Monday, January 17, 2011

Jared Loughner's Question by Rev. Tom Schade


Minister's Memo
FIrst Unitarian Church of Worcester, MA
January 15, 2011

Rev. Tom Schade

Jared Loughner's Question

We are told that Jared Louchner asked Rep. Gabrielle Gifford at a Town Hall meeting this question: ""What is government if words have no meaning?". He was angered, we are told, that she did not answer the question adequately.

We are told that this question indicates his mental illness. Perhaps there is something wrong with me, a potential derangement, but I think I get his question. It is more basic than the question of whether our political rhetoric is so heated as to be dangerous.

Let me take you on a trip in my personal "wayback machine" to the late 60's, when I was in college. As an antiwar activist, I, with others, had concluded that the political system was rigged and fixed. Our evidence included the assassinations of the Kennedys and Martin Luther King, Jr, the nomination of Hubert Humphrey in Chicago, and Nixon's election in 1968. We said that "Fascism" had come to America.

We had not studied "Fascism" in depth, nor made a rigorous analysis of the political system. Looking back, it is now clear that the United States had not entered into a period of dictatorship in 1968.

After all, the President we thought was a power mad tyrant was impeached only a few years later.

We said that "Fascism" had come to America because we were really angry and because accusing the system of Fascism was rhetorically satisfying. Our accusation was not based on the commonly understood meaning of words, but on an exaggeration. The problem was that an untruth became accepted in some circles as truth and that led some to dangerous political actions.

How are government, politics and civic life possible if words have no meaning?

The political discourse in this country is dangerous, not because military, cowboy and violent metaphors are used by some to describe what is going on. Those metaphors come to mind because we talk about events with words untethered to reality and truth.

To quote some examples:

Modest regulation of the kind of weapons that can be legally sold or who can buy them is not "taking away people's guns." No governmental power now exists that actually permits the confiscation of anyone's weapons. Gun regulation is declining, not growing. It is not simply an exaggeration to say that President Obama wants to take away your guns; it is factually untrue.

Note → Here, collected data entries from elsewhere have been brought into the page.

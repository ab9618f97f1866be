//! Command implementations

pub mod categories;
pub mod simple;
pub mod stats;

pub use categories::{CategorySummary, list_categories};
pub use simple::run_simple;
pub use stats::{StatsReport, stats_report};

Giving large amounts of cash to banks to improve their liquidity during a credit crunch is not 'socialism'.If anything, it is the opposite, a public subsidy of the present bank managements. You may not think it wise policy, but you cannot call it "socialism" without robbing the word of its meaning.

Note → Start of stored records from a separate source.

//! TUI rendering with ratatui
//!
//! The whole screen is redrawn from the session on every frame. Each draw
//! also records where the clickable controls ended up.

use super::app::App;
use super::controls::{Control, HitMap, KEYBOARD_LAYOUT};
use crate::core::{CATEGORIES, MAX_ROWS, Round, WORD_LENGTH};
use crate::game::Status;
use crate::storage::KeyValueStore;
use ratatui::{
    Frame,
    layout::{Alignment, Constraint, Direction, Layout, Rect},
    style::{Color, Modifier, Style},
    text::{Line, Span},
    widgets::{Block, BorderType, Borders, Paragraph},
};

/// Width of one key or grid cell, gap excluded
const CELL_WIDTH: u16 = 3;
const CELL_GAP: u16 = 1;

/// Main UI rendering function
pub fn ui<S: KeyValueStore>(f: &mut Frame, app: &App<S>) -> HitMap {
    let mut hits = HitMap::default();

    let chunks = Layout::default()
        .direction(Direction::Vertical)
        .constraints([
            // Header
            Constraint::Length(1),
            // Categories
            Constraint::Length(3),
            // Grid
            Constraint::Length(MAX_ROWS as u16 + 2),
            // Keyboard
            Constraint::Length(6),
            // Status
            Constraint::Length(4),
            Constraint::Min(0),
        ])
        .split(f.area());

    render_header(f, chunks[0]);
    render_categories(f, app, chunks[1], &mut hits);
    render_grid(f, app.session.round(), chunks[2]);
    render_keyboard(f, chunks[3], &mut hits);
    render_status(f, app, chunks[4]);

    hits
}

fn render_header(f: &mut Frame, area: Rect) {
    let header = Paragraph::new(Line::from(vec![
        Span::styled(
            "🔤 וורדל לילדים",
            Style::default()
                .fg(Color::Cyan)
                .add_modifier(Modifier::BOLD),
        ),
        Span::styled(
            "   F1-F4: קטגוריה | Ctrl-N: מילה חדשה | Esc: יציאה",
            Style::default().fg(Color::DarkGray),
        ),
    ]))
    .alignment(Alignment::Center);
    f.render_widget(header, area);
}

fn render_categories<S: KeyValueStore>(
    f: &mut Frame,
    app: &App<S>,
    area: Rect,
    hits: &mut HitMap,
) {
    let share = Constraint::Ratio(1, CATEGORIES.len() as u32);
    let columns = Layout::default()
        .direction(Direction::Horizontal)
        .constraints(CATEGORIES.iter().map(|_| share))
        .split(area);

    for (index, (category, &column)) in CATEGORIES.iter().zip(columns.iter()).enumerate() {
        let selected = app.session.category() == category.name;
        let playable = app.session.words().is_playable(category.name);

        let color = match (selected, playable) {
            (true, _) => Color::Yellow,
            (false, true) => Color::White,
            (false, false) => Color::DarkGray,
        };

        let button = Paragraph::new(format!("{} {}", category.icon, category.label))
            .alignment(Alignment::Center)
            .style(Style::default().fg(color))
            .block(
                Block::default()
                    .title(format!(" F{} ", index + 1))
                    .borders(Borders::ALL)
                    .border_type(if selected {
                        BorderType::Double
                    } else {
                        BorderType::Rounded
                    })
                    .style(Style::default().fg(color)),
            );

        f.render_widget(button, column);
        hits.push(column, Control::Category(index));
    }
}

/// Letters shown in a grid row, in reading order
fn row_letters(round: &Round, row: usize) -> Vec<char> {
    if let Some(guess) = round.guesses().get(row) {
        guess.chars().collect()
    } else if row == round.row() && !round.is_over() {
        round.letters().to_vec()
    } else {
        Vec::new()
    }
}

fn row_style(round: &Round, row: usize) -> Style {
    match round.guesses().get(row) {
        Some(guess) if guess == round.target().text() => {
            Style::default().fg(Color::Black).bg(Color::Green)
        }
        Some(_) => Style::default().fg(Color::White).bg(Color::DarkGray),
        None if row == round.row() && !round.is_over() => Style::default()
            .fg(Color::Yellow)
            .bg(Color::Rgb(40, 40, 40))
            .add_modifier(Modifier::BOLD),
        None => Style::default().bg(Color::Rgb(25, 25, 25)),
    }
}

/// One grid row, first letter on the right
fn grid_line(letters: &[char], style: Style) -> Line<'static> {
    let mut spans = Vec::with_capacity(WORD_LENGTH * 2);
    for col in (0..WORD_LENGTH).rev() {
        let ch = letters.get(col).copied().unwrap_or(' ');
        spans.push(Span::styled(format!(" {ch} "), style));
        if col > 0 {
            spans.push(Span::raw(" ".repeat(CELL_GAP as usize)));
        }
    }
    Line::from(spans)
}

fn render_grid(f: &mut Frame, round: Option<&Round>, area: Rect) {
    let lines: Vec<Line> = (0..MAX_ROWS)
        .map(|row| match round {
            Some(round) => grid_line(&row_letters(round, row), row_style(round, row)),
            None => grid_line(&[], Style::default().bg(Color::Rgb(25, 25, 25))),
        })
        .collect();

    let grid = Paragraph::new(lines).alignment(Alignment::Center).block(
        Block::default()
            .title(" לוח ")
            .borders(Borders::ALL)
            .border_type(BorderType::Rounded),
    );
    f.render_widget(grid, area);
}

/// Lay out `count` cells centred in `area` on line `y`
fn centred_cells(area: Rect, y: u16, count: usize, width: u16) -> Vec<Rect> {
    let count = count as u16;
    let total = count * width + count.saturating_sub(1) * CELL_GAP;
    let start = area.x + area.width.saturating_sub(total) / 2;

    (0..count)
        .map(|i| Rect::new(start + i * (width + CELL_GAP), y, width, 1).intersection(area))
        .collect()
}

fn render_keyboard(f: &mut Frame, area: Rect, hits: &mut HitMap) {
    let block = Block::default()
        .title(" מקלדת ")
        .borders(Borders::ALL)
        .border_type(BorderType::Rounded);
    let inner = block.inner(area);
    f.render_widget(block, area);

    let key_style = Style::default()
        .fg(Color::White)
        .bg(Color::Blue)
        .add_modifier(Modifier::BOLD);

    for (offset, keys) in KEYBOARD_LAYOUT.iter().enumerate() {
        let y = inner.y + offset as u16;
        let cells = centred_cells(inner, y, keys.len(), CELL_WIDTH);
        for (rect, &ch) in cells.into_iter().zip(keys.iter()) {
            if rect.is_empty() {
                continue;
            }
            f.render_widget(Paragraph::new(format!(" {ch} ")).style(key_style), rect);
            hits.push(rect, Control::Letter(ch));
        }
    }

    let actions = [
        ("⏎ בדיקה", Control::Submit, Color::Green),
        ("⌫ מחיקה", Control::Erase, Color::Red),
        ("↻ מילה חדשה", Control::NewRound, Color::Magenta),
    ];
    let y = inner.y + KEYBOARD_LAYOUT.len() as u16;
    for (rect, (label, control, color)) in centred_cells(inner, y, actions.len(), 14)
        .into_iter()
        .zip(actions)
    {
        if rect.is_empty() {
            continue;
        }
        let button = Paragraph::new(label)
            .alignment(Alignment::Center)
            .style(Style::default().fg(Color::Black).bg(color));
        f.render_widget(button, rect);
        hits.push(rect, control);
    }
}

fn render_status<S: KeyValueStore>(f: &mut Frame, app: &App<S>, area: Rect) {
    let status = app.session.status();
    let message_style = match status {
        Status::Playing => Style::default(),
        Status::Victory => Style::default()
            .fg(Color::Green)
            .add_modifier(Modifier::BOLD),
        Status::Revealed(_) => Style::default().fg(Color::Red).add_modifier(Modifier::BOLD),
        Status::Unavailable(_) => Style::default().fg(Color::Yellow),
    };

    let content = vec![
        Line::from(Span::styled(status.message(), message_style)),
        Line::from(Span::styled(
            app.session.stats_line(),
            Style::default().fg(Color::Cyan),
        )),
    ];

    let paragraph = Paragraph::new(content)
        .alignment(Alignment::Center)
        .block(
            Block::default()
                .borders(Borders::ALL)
                .border_type(BorderType::Double),
        );
    f.render_widget(paragraph, area);
}

#[cfg(test)]
mod tests {
    use super::*;
    use crate::game::Session;
    use crate::storage::MemoryStore;
    use crate::wordlists::loader::from_json;
    use rand::SeedableRng;
    use rand::rngs::StdRng;
    use ratatui::{Terminal, backend::TestBackend};

    fn app() -> App<MemoryStore> {
        let words = from_json(r#"{"animals": ["דגים"]}"#).unwrap();
        let mut session = Session::new(words, MemoryStore::default(), StdRng::seed_from_u64(5));
        session.reset_game("animals").unwrap();
        App::new(session, false)
    }

    fn draw(app: &App<MemoryStore>, width: u16, height: u16) -> HitMap {
        let mut terminal = Terminal::new(TestBackend::new(width, height)).unwrap();
        let mut hits = HitMap::default();
        terminal.draw(|f| hits = ui(f, app)).unwrap();
        hits
    }

    #[test]
    fn every_key_is_clickable() {
        let hits = draw(&app(), 80, 24);
        for &ch in KEYBOARD_LAYOUT.iter().flat_map(|row| row.iter()) {
            let area = hits.area_of(Control::Letter(ch)).unwrap();
            assert_eq!(hits.control_at(area.x + 1, area.y), Some(Control::Letter(ch)));
        }
    }

    #[test]
    fn categories_and_actions_are_clickable() {
        let hits = draw(&app(), 80, 24);
        for index in 0..CATEGORIES.len() {
            assert!(hits.area_of(Control::Category(index)).is_some());
        }
        for control in [Control::Submit, Control::Erase, Control::NewRound] {
            assert!(hits.area_of(control).is_some(), "{control:?} missing");
        }
    }

    #[test]
    fn clicking_drawn_key_types_letter() {
        let mut app = app();
        let hits = draw(&app, 80, 24);
        let area = hits.area_of(Control::Letter('ד')).unwrap();

        app.handle_click(&hits, area.x, area.y);
        assert_eq!(app.session.round().unwrap().letters(), &['ד']);
    }

    #[test]
    fn tiny_terminal_does_not_panic() {
        let hits = draw(&app(), 20, 8);
        assert!(hits.len() < 40);
    }

    #[test]
    fn grid_line_is_right_to_left() {
        let line = grid_line(&['ד', 'ג'], Style::default());
        let text: String = line.spans.iter().map(|s| s.content.as_ref()).collect();
        assert_eq!(text, format!("{}ג{}ד ", " ".repeat(9), " ".repeat(3)));
    }

    #[test]
    fn current_row_shows_typed_letters() {
        let mut app = app();
        app.session.add_letter('ד');
        let round = app.session.round().unwrap();
        assert_eq!(row_letters(round, 0), vec!['ד']);
        assert!(row_letters(round, 1).is_empty());
    }
}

Setting up a modest system of subsidies for people to buy commercial health insurance is not a "take over" of the health system. Nor is permitting physicians to bill Medicare for end of life planning discussions with patients setting up "death panels" in actual fact.

I know these examples reflect my political preferences, but I suspect that any honest conservative could cite similar exaggerations made by liberals.

The problem is not political speech that can be rhetorically vivid, but that eventually exaggerated rhetoric causes words to lose their meaning. And when words like "confiscation, take-over, socialism, treason, enemy, terrorism, anti-American, murder and genocide" lose their careful, precise and exact meaning, then all sorts of dangers can result.

I do not, for a minute, believe that speech should be regulated. No "ministry of truth" should decide when an exaggerated phrase meant to shock verges into untruth. But everyone, including commentators, reporters, pundit and ordinary citizens ought to be asking "What a second, is what you are saying actually true? Are you using words according to commonly accepted meanings?"

Liberal Religion is not simply committed to the truth. It is committed to the social process of the truth. We do not claim to know the truth, but believe that the truth will emerge from honest dialogue and questioning. We insist that people tell the difference between facts, opinions, fictions, rhetorical flourishes, jokes and poetry. We are all responsible for preserving the meaning of words, so that government and politics and civic life are possible.

John Milton, the English Puritan poet, is quoted in the Responsive Reading 671 in our Gray hymnal as writing: "Let [truth] and falsehood grapple, [for] whoever knew truth put to the worse in a free and open encounter."